In fact, the best evidence that traditional journalism may no longer be an effective watchdog is the unprecedented series of front page stories that even this relatively low-level, if voluminous, stash of cables produced: If journalists had the resources and access they needed, they might have broken some of these stories a long time ago. (As Assange told the Sydney Morning Herald earlier this year, "How is it that a team of five people has managed to release to the public more suppressed information, at that level, than the rest of the world press combined? It's disgraceful.")

Of course, the incrementalists have a point too, which is that WikiLeaks' radical tactics will only give rise to more secrecy, and that the establishment will simply slink deeper into the shadows. The already shrinking space in which journalists operate will contract even further, leaving more room for make-believe journalists like Glenn Beck.

Sure enough, less than one week after the most recent WikiLeaks dump, Sen. Joe Lieberman (I-Conn.) proposed legislation making it illegal to publish the names of informants serving the US military or intelligence agencies. For the journalist, the rules of the game are rarely so clearly manifest: Either be content with the crumbs that the political establishment flicks from the table, or be prepared to lose your access entirely. It's the same tension that limits the really disruptive questions in White House press briefings to interloping activists with nothing to lose. Really probing inquiry, ultimately, is about as welcome to the government as an anarchist at a GOP presidential convention.

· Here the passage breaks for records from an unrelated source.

//! Participant side of the DKG
//!
//! [`contribute`] deals this participant's polynomial to every participant,
//! sealing each share to its recipient. [`finalize`] opens the shares
//! addressed to this participant, checks each against its sender's Feldman
//! commitments and sums them into the key share.

use chrono::Utc;
use k256::{ProjectivePoint, Scalar};
use rand_core::CryptoRngCore;
use std::collections::BTreeMap;
use tracing::{debug, info, instrument, warn};
use zeroize::Zeroize;

use super::vss::{self, SecretPolynomial};
use super::{CeremonyInfo, DkgBundle, DkgSubmission};
use crate::channel::{seal, share_aad, ChannelSecret};
use crate::{Error, GroupKeyMaterial, ParticipantId, Point, Result, ShareIndex};

/// State kept between contributing and finalizing
pub struct PendingDkg {
    info: CeremonyInfo,
    participant_id: ParticipantId,
    secret_coefficient: Scalar,
    commitments: Vec<Point>,
}

impl PendingDkg {
    /// Ceremony this contribution belongs to
    pub fn info(&self) -> &CeremonyInfo {
        &self.info
    }
}

impl Drop for PendingDkg {
    fn drop(&mut self) {
        self.secret_coefficient.zeroize();
    }
}

/// Deal a fresh polynomial (reusing `existing_secret` as coefficient[0] if given)
#[instrument(skip(channel_keys, existing_secret, rng), fields(ceremony = %info.ceremony_id))]
pub fn contribute<R: CryptoRngCore>(
    info: &CeremonyInfo,
    participant_id: &str,
    channel_keys: &BTreeMap<ParticipantId, [u8; 32]>,
    existing_secret: Option<Scalar>,
    rng: &mut R,
) -> Result<(DkgSubmission, PendingDkg)> {
    if info.index_of(participant_id).is_none() {
        return Err(Error::MissingState(format!(
            "{} is not a participant of ceremony {}",
            participant_id, info.ceremony_id
        )));
    }

    let indices: Vec<ShareIndex> = info.participants.values().copied().collect();
    let reused = existing_secret.is_some();
    let poly = match existing_secret {
        Some(secret) => SecretPolynomial::with_secret(secret, info.threshold, rng),
        None => SecretPolynomial::random(info.threshold, rng),
    };
    if poly.threshold() < 1 || poly.threshold() > indices.len() {
        return Err(Error::InvalidThreshold {
            threshold: info.threshold,
            total: indices.len(),
        });
    }

    let dealing = vss::deal(&poly, &indices);

    let mut shares = BTreeMap::new();
    for (recipient, index) in &info.participants {
        let recipient_key = channel_keys
            .get(recipient)
            .ok_or_else(|| Error::MissingState(format!("No channel key for {}", recipient)))?;
        let share = dealing
            .shares
            .get(index)
            .ok_or(Error::InvalidShareIndex(*index))?;
        let aad = share_aad(&info.ceremony_id, participant_id, recipient);
        shares.insert(recipient.clone(), seal(share, recipient_key, &aad)?);
    }

    debug!(
        participant = participant_id,
        threshold = info.threshold,
        reused,
        "DKG contribution dealt"
    );

    let pending = PendingDkg {
        info: info.clone(),
        participant_id: participant_id.to_string(),
        secret_coefficient: poly.secret(),
        commitments: dealing.commitments.clone(),
    };

    Ok((
        DkgSubmission {
            commitments: dealing.commitments.clone(),
            shares,
        },
        pending,
    ))
}

/// Open, verify and sum the shares in `bundle`
#[instrument(skip_all, fields(ceremony = %pending.info.ceremony_id, participant = %pending.participant_id))]
pub fn finalize(
    pending: &PendingDkg,
    channel: &ChannelSecret,
    bundle: &DkgBundle,
    existing: Option<&GroupKeyMaterial>,
) -> Result<GroupKeyMaterial> {
    let info = &pending.info;
    let me = &pending.participant_id;

    if bundle.info != *info || bundle.recipient != *me {
        return Err(Error::VerificationFailed(
            "Bundle does not match the pending ceremony".into(),
        ));
    }
    if bundle.contributions.len() != info.participants.len()
        || !info
            .participants
            .keys()
            .all(|id| bundle.contributions.contains_key(id))
    {
        return Err(Error::VerificationFailed(format!(
            "Expected {} contributions, got {}",
            info.participants.len(),
            bundle.contributions.len()
        )));
    }

    let own = bundle
        .contributions
        .get(me)
        .ok_or_else(|| Error::MissingState("Own contribution missing".into()))?;
    if own.commitments != pending.commitments {
        return Err(Error::VerificationFailed(
            "Relayed commitments differ from ours".into(),
        ));
    }

    let my_index = info
        .index_of(me)
        .ok_or_else(|| Error::MissingState(format!("{} has no share index", me)))?;

    let mut secret_share = Scalar::ZERO;
    for (sender, contribution) in &bundle.contributions {
        if contribution.commitments.len() != info.threshold {
            warn!(sender = %sender, "Commitment vector has the wrong length");
            return Err(Error::ShareVerificationFailed {
                sender: sender.clone(),
            });
        }

        let aad = share_aad(&info.ceremony_id, sender, me);
        let mut share = channel
            .open(&contribution.share, &aad)
            .map_err(|_| Error::ShareVerificationFailed {
                sender: sender.clone(),
            })?;

        if !vss::verify_share(&share, &contribution.commitments, my_index) {
            share.zeroize();
            warn!(sender = %sender, "Share failed Feldman verification");
            return Err(Error::ShareVerificationFailed {
                sender: sender.clone(),
            });
        }

        secret_share += share;
        share.zeroize();
    }

    let all_commitments: Vec<&Vec<Point>> = bundle
        .contributions
        .values()
        .map(|c| &c.commitments)
        .collect();
    let group_public_key = vss::group_public_key(all_commitments.iter().copied())?;

    if let Some(previous) = existing {
        if previous.group_public_key.0 != group_public_key {
            return Err(Error::GroupKeyMismatch(info.target.clone()));
        }
    }

    let public_shares: BTreeMap<ParticipantId, Point> = info
        .participants
        .iter()
        .map(|(id, index)| {
            (
                id.clone(),
                Point(vss::public_share(all_commitments.iter().copied(), *index)),
            )
        })
        .collect();

    let own_public = ProjectivePoint::GENERATOR * secret_share;
    if public_shares.get(me).map(|p| p.0) != Some(own_public) {
        return Err(Error::VerificationFailed(
            "Key share does not match the public share".into(),
        ));
    }

    let material = GroupKeyMaterial {
        participant_id: me.clone(),
        target: info.target.clone(),
        ceremony_id: info.ceremony_id,
        share_index: my_index,
        threshold: info.threshold,
        participants: info.participants.clone(),
        secret_coefficient: pending.secret_coefficient,
        secret_share,
        group_public_key: Point(group_public_key),
        public_shares,
        created_at: existing.map(|e| e.created_at).unwrap_or_else(Utc::now),
    };

    info!(address = %material.address(), "DKG share verified");
    Ok(material)
}

#[cfg(test)]
mod tests {
    use super::*;
    use crate::keygen::DkgContribution;
    use rand::rngs::OsRng;

    struct Device {
        id: ParticipantId,
        channel: ChannelSecret,
    }

    fn setup(n: u32, t: usize) -> (CeremonyInfo, Vec<Device>, BTreeMap<ParticipantId, [u8; 32]>) {
        let devices: Vec<Device> = (1..=n)
            .map(|i| Device {
                id: format!("device_{}", i),
                channel: ChannelSecret::random(),
            })
            .collect();
        let info = CeremonyInfo {
            ceremony_id: uuid::Uuid::new_v4(),
            target: "treasury".into(),
            threshold: t,
            participants: (1..=n).map(|i| (format!("device_{}", i), i)).collect(),
        };
        let keys = devices
            .iter()
            .map(|d| (d.id.clone(), d.channel.public_key()))
            .collect();
        (info, devices, keys)
    }

    fn bundle_for(
        info: &CeremonyInfo,
        recipient: &str,
        submissions: &BTreeMap<ParticipantId, DkgSubmission>,
    ) -> DkgBundle {
        DkgBundle {
            info: info.clone(),
            recipient: recipient.to_string(),
            contributions: submissions
                .iter()
                .map(|(sender, sub)| {
                    (
                        sender.clone(),
                        DkgContribution {
                            commitments: sub.commitments.clone(),
                            share: sub.shares[recipient].clone(),
                        },
                    )
                })
                .collect(),
        }
    }

    #[test]
    fn test_full_dkg_agrees_on_group_key() {
        let (info, devices, keys) = setup(5, 3);
        let mut submissions = BTreeMap::new();
        let mut pendings = BTreeMap::new();
        for d in &devices {
            let (sub, pending) = contribute(&info, &d.id, &keys, None, &mut OsRng).unwrap();
            assert_eq!(sub.commitments.len(), 3);
            assert_eq!(sub.shares.len(), 5);
            submissions.insert(d.id.clone(), sub);
            pendings.insert(d.id.clone(), pending);
        }

        let materials: Vec<GroupKeyMaterial> = devices
            .iter()
            .map(|d| {
                let bundle = bundle_for(&info, &d.id, &submissions);
                finalize(&pendings[&d.id], &d.channel, &bundle, None).unwrap()
            })
            .collect();

        let group_key = materials[0].group_public_key;
        assert!(materials.iter().all(|m| m.group_public_key == group_key));

        // Any three shares reconstruct the key behind the group public key
        let picked: BTreeMap<ShareIndex, Scalar> = materials[1..4]
            .iter()
            .map(|m| (m.share_index, m.secret_share))
            .collect();
        let secret = vss::interpolate(&picked).unwrap();
        assert_eq!(ProjectivePoint::GENERATOR * secret, group_key.0);
    }

    #[test]
    fn test_rejects_share_that_fails_feldman() {
        let (info, devices, keys) = setup(3, 2);
        let mut submissions = BTreeMap::new();
        let mut pendings = BTreeMap::new();
        for d in &devices {
            let (sub, pending) = contribute(&info, &d.id, &keys, None, &mut OsRng).unwrap();
            submissions.insert(d.id.clone(), sub);
            pendings.insert(d.id.clone(), pending);
        }

        // device_2 seals a share that does not match its commitments
        let bogus = Scalar::from(99u64);
        let aad = share_aad(&info.ceremony_id, "device_2", "device_1");
        let resealed = seal(&bogus, &keys["device_1"], &aad).unwrap();
        submissions
            .get_mut("device_2")
            .unwrap()
            .shares
            .insert("device_1".into(), resealed);

        let bundle = bundle_for(&info, "device_1", &submissions);
        let result = finalize(&pendings["device_1"], &devices[0].channel, &bundle, None);
        assert!(matches!(
            result,
            Err(Error::ShareVerificationFailed { sender }) if sender == "device_2"
        ));
    }

    #[test]
    fn test_reshare_keeps_group_key() {
        let (info, devices, keys) = setup(3, 2);
        let run = |info: &CeremonyInfo, previous: Option<&Vec<GroupKeyMaterial>>| {
            let mut submissions = BTreeMap::new();
            let mut pendings = BTreeMap::new();
            for (i, d) in devices.iter().enumerate() {
                let secret = previous.map(|p| p[i].secret_coefficient);
                let (sub, pending) = contribute(info, &d.id, &keys, secret, &mut OsRng).unwrap();
                submissions.insert(d.id.clone(), sub);
                pendings.insert(d.id.clone(), pending);
            }
            devices
                .iter()
                .enumerate()
                .map(|(i, d)| {
                    let bundle = bundle_for(info, &d.id, &submissions);
                    finalize(&pendings[&d.id], &d.channel, &bundle, previous.map(|p| &p[i]))
                })
                .collect::<Result<Vec<_>>>()
        };

        let first = run(&info, None).unwrap();
        let second_info = CeremonyInfo {
            ceremony_id: uuid::Uuid::new_v4(),
            ..info.clone()
        };
        let second = run(&second_info, Some(&first)).unwrap();
        assert_eq!(first[0].group_public_key, second[0].group_public_key);
        assert_ne!(first[0].secret_share, second[0].secret_share);

        // Fresh polynomials for an existing target are refused
        let third_info = CeremonyInfo {
            ceremony_id: uuid::Uuid::new_v4(),
            ..info
        };
        let mut submissions = BTreeMap::new();
        let mut pendings = BTreeMap::new();
        for d in &devices {
            let (sub, pending) = contribute(&third_info, &d.id, &keys, None, &mut OsRng).unwrap();
            submissions.insert(d.id.clone(), sub);
            pendings.insert(d.id.clone(), pending);
        }
        let bundle = bundle_for(&third_info, "device_1", &submissions);
        assert!(matches!(
            finalize(&pendings["device_1"], &devices[0].channel, &bundle, Some(&first[0])),
            Err(Error::GroupKeyMismatch(_))
        ));
    }
}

We usually accept this just as we accept partisan gridlock and corporate lobbying: This is the way the system works. We take it for granted that very little can be done about it. Right up to the moment, that is, when someone plants himself, like the Tianamen Square tank man, squarely before the government juggernaut, and refuses to step aside. Then we're treated to an amazing spectacle: This is what it looks like when power squirms. When the US government warns its employees to steer their eyes away from the WikiLeaks documents even though they're on every front page and news site. When Sweden and Interpol, possibly in response to US pressure, pursue trumped up charges against the WikiLeaks founder. When Mike Huckabee calls for alleged leaker Bradley Manning's execution, Sarah Palin says Assange should be "hunted down," and Congressman Peter King (R-N.Y.) declares that WikiLeaks should be designated a terrorist organization.

For those of us struggling to interpret these events, the attacks on Assange suddenly shift the debate from the content of the cables to whether it was right for them to be released in the first place. By force of habit we tend to defer to the establishment, simply because there's no point in backing a loser, and so long as the establishment writes the rules of this game, the establishment can't ever lose.

But here's where a final distinction between the anarchist and WikiLeaks revolution reveals itself: Thanks to the internet, where more than 1,200 copies of the WikiLeaks site are currently mirrored, this revolution might actually succeed.

It was precisely this kind of revolution that the internet once promised. In the '90s, we thought it was going to change everything by ushering in a new age of democracy, of equality, of access. Instead, it became just another way to buy shoes. How gratifying, then, to see that promise renewed. And how tempting to finally be able to say: Screw Joe Lieberman.